DATA UNDER STUDY:
<<<<
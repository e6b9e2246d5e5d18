//! LinkSphere HTTP client
//!
//! Typed access to the LinkSphere backend and its auth provider, with
//! expired-credential recovery and session persistence.

pub mod client;
pub mod types;

pub use client::{ApiClient, ApiClientBuilder, ClientError, RequestOptions, ResponseBody, ResponseType};
pub use types::{CreatePost, LoginData, LoginRequest, Post};
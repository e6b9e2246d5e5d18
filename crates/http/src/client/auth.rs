//! Auth backend calls and the session lifecycle built on them

use linksphere_core::config::AuthConfig;
use linksphere_core::{KeyValueStoreExt, REFRESH_TOKEN_KEY};
use reqwest::Method;
use reqwest::header::{HeaderName, HeaderValue};
use serde_json::json;
use tracing::{error, info, warn};

use super::{ApiClient, ClientError, RequestOptions};
use crate::types::{LoginData, LoginRequest, RefreshRequest, TokenResponse};

const PASSWORD_GRANT_PATH: &str = "/auth/v1/token?grant_type=password";
const REFRESH_GRANT_PATH: &str = "/auth/v1/token?grant_type=refresh_token";
const LOGOUT_PATH: &str = "/auth/v1/logout";

fn auth_url(auth: &AuthConfig, path: &str) -> String {
    format!("{}{}", auth.url.trim_end_matches('/'), path)
}

fn auth_options(auth: &AuthConfig) -> Result<RequestOptions, ClientError> {
    let mut options = RequestOptions::new();
    if !auth.anon_key.is_empty() {
        options = options.header(
            HeaderName::from_static("apikey"),
            HeaderValue::from_str(&auth.anon_key)?,
        );
    }
    Ok(options)
}

impl ApiClient {
    fn auth_settings(&self) -> Result<&AuthConfig, ClientError> {
        self.auth
            .as_ref()
            .ok_or_else(|| ClientError::Configuration("auth backend is not configured".into()))
    }

    /// Sign in with email and password.
    ///
    /// On success the refresh token is persisted and the session holds the
    /// new access token and role.
    pub async fn login(&self, request: &LoginRequest) -> Result<LoginData, ClientError> {
        request
            .validate()
            .inspect_err(|err| error!(error = %err, "Login rejected before sending"))?;

        let auth = self.auth_settings()?;
        let tokens: TokenResponse = self
            .post(
                &auth_url(auth, PASSWORD_GRANT_PATH),
                request,
                auth_options(auth)?,
            )
            .await?;

        let data = self.apply_tokens(tokens)?;
        info!(user_id = %data.user.id, role = %data.role, "Logged in");
        Ok(data)
    }

    /// Exchange the stored refresh token for a new access token
    pub async fn refresh_session(&self) -> Result<LoginData, ClientError> {
        let auth = self.auth_settings()?;
        let refresh_token: String = self
            .storage()
            .get_item(REFRESH_TOKEN_KEY)
            .ok_or(ClientError::MissingRefreshToken)?;

        let tokens: TokenResponse = self
            .post(
                &auth_url(auth, REFRESH_GRANT_PATH),
                &RefreshRequest { refresh_token },
                auth_options(auth)?,
            )
            .await?;

        let data = self.apply_tokens(tokens)?;
        info!(user_id = %data.user.id, "Session refreshed");
        Ok(data)
    }

    /// Rebuild the session from the stored refresh token.
    ///
    /// Returns true when a session is available afterwards. Failures leave an
    /// empty session; the stored token is only dropped when the backend
    /// rejected it.
    pub async fn restore_session(&self) -> bool {
        if self.session().is_authenticated() {
            return true;
        }

        match self.refresh_session().await {
            Ok(_) => true,
            Err(err) => {
                warn!(error = %err, "Could not restore session");
                if matches!(err, ClientError::RefreshUnauthorized) {
                    self.discard_session();
                } else {
                    self.session().clear();
                }
                false
            }
        }
    }

    /// Sign out. The local session is always discarded, even when the
    /// backend call fails.
    pub async fn logout(&self) {
        if let Some(auth) = &self.auth {
            if self.session().is_authenticated() {
                let result = match auth_options(auth) {
                    Ok(options) => self
                        .send(
                            Method::POST,
                            &auth_url(auth, LOGOUT_PATH),
                            Some(json!({})),
                            options,
                        )
                        .await
                        .map(|_| ()),
                    Err(err) => Err(err),
                };
                if let Err(err) = result {
                    warn!(error = %err, "Logout request failed, clearing local session anyway");
                }
            }
        }

        self.discard_session();
        info!("Logged out");
    }

    /// Drop the stored refresh token and reset the session
    pub fn discard_session(&self) {
        if let Err(err) = self.storage().remove_item(REFRESH_TOKEN_KEY) {
            warn!(error = %err, "Failed to remove stored refresh token");
        }
        self.session().clear();
    }

    fn apply_tokens(&self, tokens: TokenResponse) -> Result<LoginData, ClientError> {
        let default_role = self.auth.as_ref().and_then(|auth| auth.default_role);
        let role = tokens
            .user
            .resolve_role(default_role)
            .inspect_err(|err| error!(user_id = %tokens.user.id, error = %err, "Rejected role"))?;

        self.storage()
            .set_item(REFRESH_TOKEN_KEY, &tokens.refresh_token)
            .inspect_err(|err| error!(error = %err, "Failed to persist refresh token"))?;

        let user = tokens.user.summary();
        self.session()
            .set_auth(tokens.access_token.clone(), role, Some(user.clone()));

        Ok(LoginData {
            access_token: tokens.access_token,
            role,
            user,
        })
    }
}
//! Configuration for the LinkSphere client

use crate::error::CoreResult;
use crate::types::Role;
use crate::validation::validators;
use serde::{Deserialize, Serialize};
use std::path::{Path, PathBuf};

/// Prefix of environment variables that override configuration values
pub const ENV_PREFIX: &str = "LINKSPHERE";

/// Main client configuration
#[derive(Debug, Clone, Default, PartialEq, Serialize, Deserialize)]
pub struct LinkSphereConfig {
    /// Backend API configuration
    #[serde(default)]
    pub api: ApiConfig,

    /// Auth backend configuration
    #[serde(default)]
    pub auth: AuthConfig,

    /// Durable client storage
    #[serde(default)]
    pub storage: StorageConfig,

    /// Logging configuration
    #[serde(default)]
    pub logging: LoggingConfig,
}

/// Backend API configuration
#[derive(Debug, Clone, PartialEq, Serialize, Deserialize)]
pub struct ApiConfig {
    /// Base URL prepended to relative request paths
    pub base_url: String,

    /// Request timeout in seconds; transport default when unset
    #[serde(default)]
    pub timeout_secs: Option<u64>,

    /// User agent sent with every request
    pub user_agent: String,

    /// Wait before retrying when another request is already refreshing
    pub refresh_backoff_ms: u64,
}

/// Auth backend configuration
#[derive(Debug, Clone, PartialEq, Serialize, Deserialize)]
pub struct AuthConfig {
    /// Root URL of the auth backend
    pub url: String,

    /// Public API key sent as the `apikey` header
    pub anon_key: String,

    /// Role assumed when the auth backend sends no role hint.
    /// Without it such logins are rejected.
    #[serde(default)]
    pub default_role: Option<Role>,
}

/// Durable storage configuration
#[derive(Debug, Clone, PartialEq, Serialize, Deserialize)]
pub struct StorageConfig {
    /// JSON file holding persisted client values
    pub path: PathBuf,
}

/// Logging configuration
#[derive(Debug, Clone, PartialEq, Serialize, Deserialize)]
pub struct LoggingConfig {
    /// Log level filter (e.g., "info", "debug", "linksphere_http=trace")
    pub level: String,
}

impl Default for ApiConfig {
    fn default() -> Self {
        Self {
            base_url: "http://localhost:3000/api".to_string(),
            timeout_secs: None,
            user_agent: format!("linksphere/{}", env!("CARGO_PKG_VERSION")),
            refresh_backoff_ms: 100,
        }
    }
}

impl Default for AuthConfig {
    fn default() -> Self {
        Self {
            url: "http://localhost:54321".to_string(),
            anon_key: String::new(),
            default_role: None,
        }
    }
}

impl Default for StorageConfig {
    fn default() -> Self {
        Self {
            path: dirs::data_dir()
                .unwrap_or_else(|| PathBuf::from("."))
                .join("linksphere")
                .join("storage.json"),
        }
    }
}

impl Default for LoggingConfig {
    fn default() -> Self {
        Self {
            level: "info".to_string(),
        }
    }
}

impl LinkSphereConfig {
    /// Load configuration from file, with environment overrides
    ///
    /// # Errors
    ///
    /// Returns an error if the configuration file cannot be read, parsed or validated
    pub fn from_file<P: AsRef<Path>>(path: P) -> CoreResult<Self> {
        let settings = Self::with_defaults()?
            .add_source(config::File::from(path.as_ref()))
            .add_source(Self::environment())
            .build()?;

        let config: Self = settings.try_deserialize()?;
        config.validate()?;
        Ok(config)
    }

    /// Load configuration with defaults and environment variables
    ///
    /// # Errors
    ///
    /// Returns an error if environment variables cannot be parsed or validated
    pub fn from_env() -> CoreResult<Self> {
        let settings = Self::with_defaults()?
            .add_source(Self::environment())
            .build()?;

        let config: Self = settings.try_deserialize()?;
        config.validate()?;
        Ok(config)
    }

    /// Load from `path` when given, otherwise from the environment alone
    ///
    /// # Errors
    ///
    /// See [`Self::from_file`] and [`Self::from_env`]
    pub fn load(path: Option<&Path>) -> CoreResult<Self> {
        path.map_or_else(Self::from_env, Self::from_file)
    }

    fn with_defaults() -> CoreResult<config::ConfigBuilder<config::builder::DefaultState>> {
        let defaults = Self::default();

        Ok(config::Config::builder()
            .set_default("api.base_url", defaults.api.base_url)?
            .set_default("api.user_agent", defaults.api.user_agent)?
            .set_default("api.refresh_backoff_ms", defaults.api.refresh_backoff_ms)?
            .set_default("auth.url", defaults.auth.url)?
            .set_default("auth.anon_key", defaults.auth.anon_key)?
            .set_default(
                "storage.path",
                defaults.storage.path.to_string_lossy().into_owned(),
            )?
            .set_default("logging.level", defaults.logging.level)?)
    }

    fn environment() -> config::Environment {
        config::Environment::with_prefix(ENV_PREFIX).separator("__")
    }

    /// Check values that deserialize fine but cannot work
    ///
    /// # Errors
    ///
    /// Returns a validation error naming the offending field
    pub fn validate(&self) -> CoreResult<()> {
        validators::validate_http_url(&self.api.base_url, "api.base_url")?;
        validators::validate_http_url(&self.auth.url, "auth.url")?;
        validators::validate_not_empty(&self.api.user_agent, "api.user_agent")?;
        validators::validate_range(self.api.refresh_backoff_ms, 1, 60_000, "api.refresh_backoff_ms")?;
        if let Some(timeout) = self.api.timeout_secs {
            validators::validate_range(timeout, 1, 3_600, "api.timeout_secs")?;
        }
        validators::validate_not_empty(&self.logging.level, "logging.level")?;
        Ok(())
    }
}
>>>>
Search each line of the data above for "Returns", and copy the lines where it occurs.

    /// Returns true when a session is available afterwards. Failures leave an
    /// Returns an error if the configuration file cannot be read, parsed or validated
    /// Returns an error if environment variables cannot be parsed or validated
    /// Returns a validation error naming the offending field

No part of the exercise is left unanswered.